Piping public company financial statements into a system for analysis is a common problem financial analysts all encounter. The professionals are fortunate enough to have Bloomberg terminals with all their bells and whistles, but us amateurs must make do with spreadsheet solutions. Fortunately, SerpApi offers an API for scraping Google Finance and with our Google Sheets Extension, you don't have to be a programmer to scrape this data.
In this tutorial, I'll walk you through the process of fetching the three financial statements Google Finance provides for each public company:
- Income Statement
- Balance Sheet
- Cash Flow
By the way if you are a programmer, you might find this Google Finance API with Python guide of interest:
Google Sheets Setup
First, you'll need a Google account and a SerpApi account and API key to follow along with this tutorial. If you have a SerpApi account already you can find your API key here. Otherwise, please create an account.
- Create a new Google Sheet via https://docs.google.com/spreadsheets
- From the Extensions menu, click Add-ons, and then Get add-ons.
- Search for the SerpApi add-on.
- Install and approve the prompts Google will show you.
- Copy your API key.
- Set your API key by navigating through
Extensions->SerpApi->Setting->Update your API Key
and pasting your key in the pop up.
- If all went well, you'll see the message below.
- Finally, we'll run a test search. The structure of a search is
=SERPAPI_RESULT(serpapi_query_here, field_selector_here)
whereserpapi_query_here
represents the parameters of your search query andfield_selector_here
indicates the path to the field you want to display. We'll get more practice with this later.
query: "engine=google_finance&q=" & ENCODEURL("JPM:NYSE")
selector: "summary.stock"
Note: We wrapped JPM:NYSE
in the ENCODEURL
function to ensure special characters like :
are properly encoded in the request URL.
Copy the following formula into a cell:
=SERPAPI_RESULT("engine=google_finance&q=" & ENCODEURL("JPM:NYSE"), "summary.stock")
If all went to plan, you should see JPM
appear in the cell you pasted the formula.
Finding Our Google Finance Data
Our next preparatory step is to locate our data. For this, we'll take a quick detour to our API Playground to understand what the API response from the Google Finance API looks like.
Loading the link above takes us to a Playground page with our Google Finance API fetching data for JPMorgan Chase. The query is set to JPM:NYSE
because JPM
is the ticker for JPMorgan, and NYSE
is the code for stocks on the New York Stock Exchange.
If you're unsure about a company's stock ticker, use Google Finance to look up the company and click on the best match in the results.
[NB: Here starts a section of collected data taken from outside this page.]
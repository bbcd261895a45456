//! Port scan through the orchestrator against real loopback sockets

use network_master::{
    models::ProbePayload,
    orchestrator::ProbeOrchestrator,
    portscan::{PortScanProbe, TokioConnector},
    security::SecuritySummary,
    types::{ProbeInput, ProbeKind, ProbeStatus},
    Config, ErrorClass,
};
use std::sync::Arc;
use tokio::net::TcpListener;

/// A port that was just free: bind, read the number, release it
async fn closed_port() -> u16 {
    let listener = TcpListener::bind("127.0.0.1:0").await.unwrap();
    listener.local_addr().unwrap().port()
}

#[tokio::test]
async fn test_scan_reports_open_and_closed_ports_in_order() {
    let listener = TcpListener::bind("127.0.0.1:0").await.unwrap();
    let open = listener.local_addr().unwrap().port();
    let closed = closed_port().await;

    let orchestrator = ProbeOrchestrator::builder(Config::default())
        .probe(Arc::new(PortScanProbe::with_ports(Arc::new(TokioConnector), vec![closed, open])))
        .build();

    let result = orchestrator
        .run_request(ProbeKind::PortScan, ProbeInput::Target("127.0.0.1".to_string()))
        .await;
    assert_eq!(result.status, ProbeStatus::Success);

    let report = match result.payload {
        Some(ProbePayload::PortScan(report)) => report,
        other => panic!("unexpected payload: {:?}", other),
    };
    assert_eq!(report.target, "127.0.0.1");
    assert_eq!(report.ports.iter().map(|p| p.port).collect::<Vec<_>>(), vec![closed, open]);
    assert!(!report.ports[0].open);
    assert!(report.ports[1].open);

    let summary = SecuritySummary::from_snapshot(&orchestrator.store().snapshot().await);
    assert_eq!(summary.scanned_target.as_deref(), Some("127.0.0.1"));
    assert_eq!(summary.open_ports.len(), 1);
    assert!(summary.risky_ports.is_empty());
    drop(listener);
}

#[tokio::test]
async fn test_default_target_comes_from_configuration() {
    let listener = TcpListener::bind("127.0.0.1:0").await.unwrap();
    let open = listener.local_addr().unwrap().port();

    let config = Config {
        scan_target: "127.0.0.1".to_string(),
        ..Config::default()
    };
    let orchestrator = ProbeOrchestrator::builder(config)
        .probe(Arc::new(PortScanProbe::with_ports(Arc::new(TokioConnector), vec![open])))
        .build();

    let result = orchestrator.run_probe(ProbeKind::PortScan).await;
    match result.payload {
        Some(ProbePayload::PortScan(report)) => {
            assert_eq!(report.target, "127.0.0.1");
            assert!(report.ports[0].open);
        }
        other => panic!("unexpected payload: {:?}", other),
    }
}

#[tokio::test]
async fn test_unresolvable_target_fails_without_payload() {
    let orchestrator = ProbeOrchestrator::builder(Config::default())
        .probe(Arc::new(PortScanProbe::new(Arc::new(TokioConnector))))
        .build();

    let result = orchestrator
        .run_request(ProbeKind::PortScan, ProbeInput::Target("   ".to_string()))
        .await;

    assert_eq!(result.status, ProbeStatus::Failed);
    assert!(result.payload.is_none());
    assert_eq!(result.error.unwrap().class, ErrorClass::InvalidInput);
}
From the company's Google Finance page, you can find the stock ticker and which stock exchange they're listed on. Note that you must use the format used in the URL bar such as stock_ticker:stock_exchange
, not the one in the Google Finance search bar with reverse ordering of stock_exchange:stock_ticker
. Simply put, JPM:NYSE
is valid, but NYSE:JPM
is not.
Now we can pop JPM:NYSE
into a Playground search to scrape their Google Finance data.
In the bottom right of the Playground page, we see the full JSON response body. I recommend collapsing the JSON tree to show only the top level fields so we can better focus on where we need to drill down for our financial statements.
Scrolling down the Google Finance results, we see a "Financials" section that corresponds to a financials
key in our JSON response body. Click the [ ... ]
next to financials
to expand that part of the response.
Within financials
, we find an array containing data for Income Statement, Balance Sheet, and Cash Flow. The sample below omits all but one financial metric per statement to make it more readable. We'll figure out how to iterate through each metric later.
"financials": [
{
"title": "Income Statement",
"results": [
{
"date": "Mar 2024",
"table": [
{
"title": "Revenue",
"description": "The total amount of income generated by the sale of goods or services related to the company's primary operations",
"value": "40.07B",
"change": "11.07%"
},
...
]
}
]
},
{
"title": "Balance Sheet",
"results":
[
{
"date": "Mar 2024",
"table": [
{
"title": "Cash and short-term investments",
"description": "Investments that are relatively liquid and have maturities between 3 months and one year",
"value": "1.63T",
"change": "14.52%"
},
...
]
}
]
},
{
"title": "Cash Flow",
"results": [
{
"date": "Mar 2024",
"table": [
{
"title": "Net income",
"description": "Company’s earnings for a period net of operating costs, taxes, and interest",
"value": "13.42B",
"change": "6.31%"
},
...
]
}
]
}
]
Let's now turn our attention to fetching this data in Google Sheets.
Getting the Reports into Google Sheets
Finally, we can get to the main event.
First, we'll dedicate a cell to input any stock ticker plus its exchange to be used as a lookup reference. We'll also update our initial test API call from the Google Sheets Setup section to reference this instead of hard-coding JPM:NYSE
.
Our input cell is B2
and we never want this to change so we'll replace ENCODEURL("JPM:NYSE")
with ENCODEURL($B$2)
where the $
tells Google Sheets not to change the cell reference if a formula is dragged or copied elsewhere in the sheet.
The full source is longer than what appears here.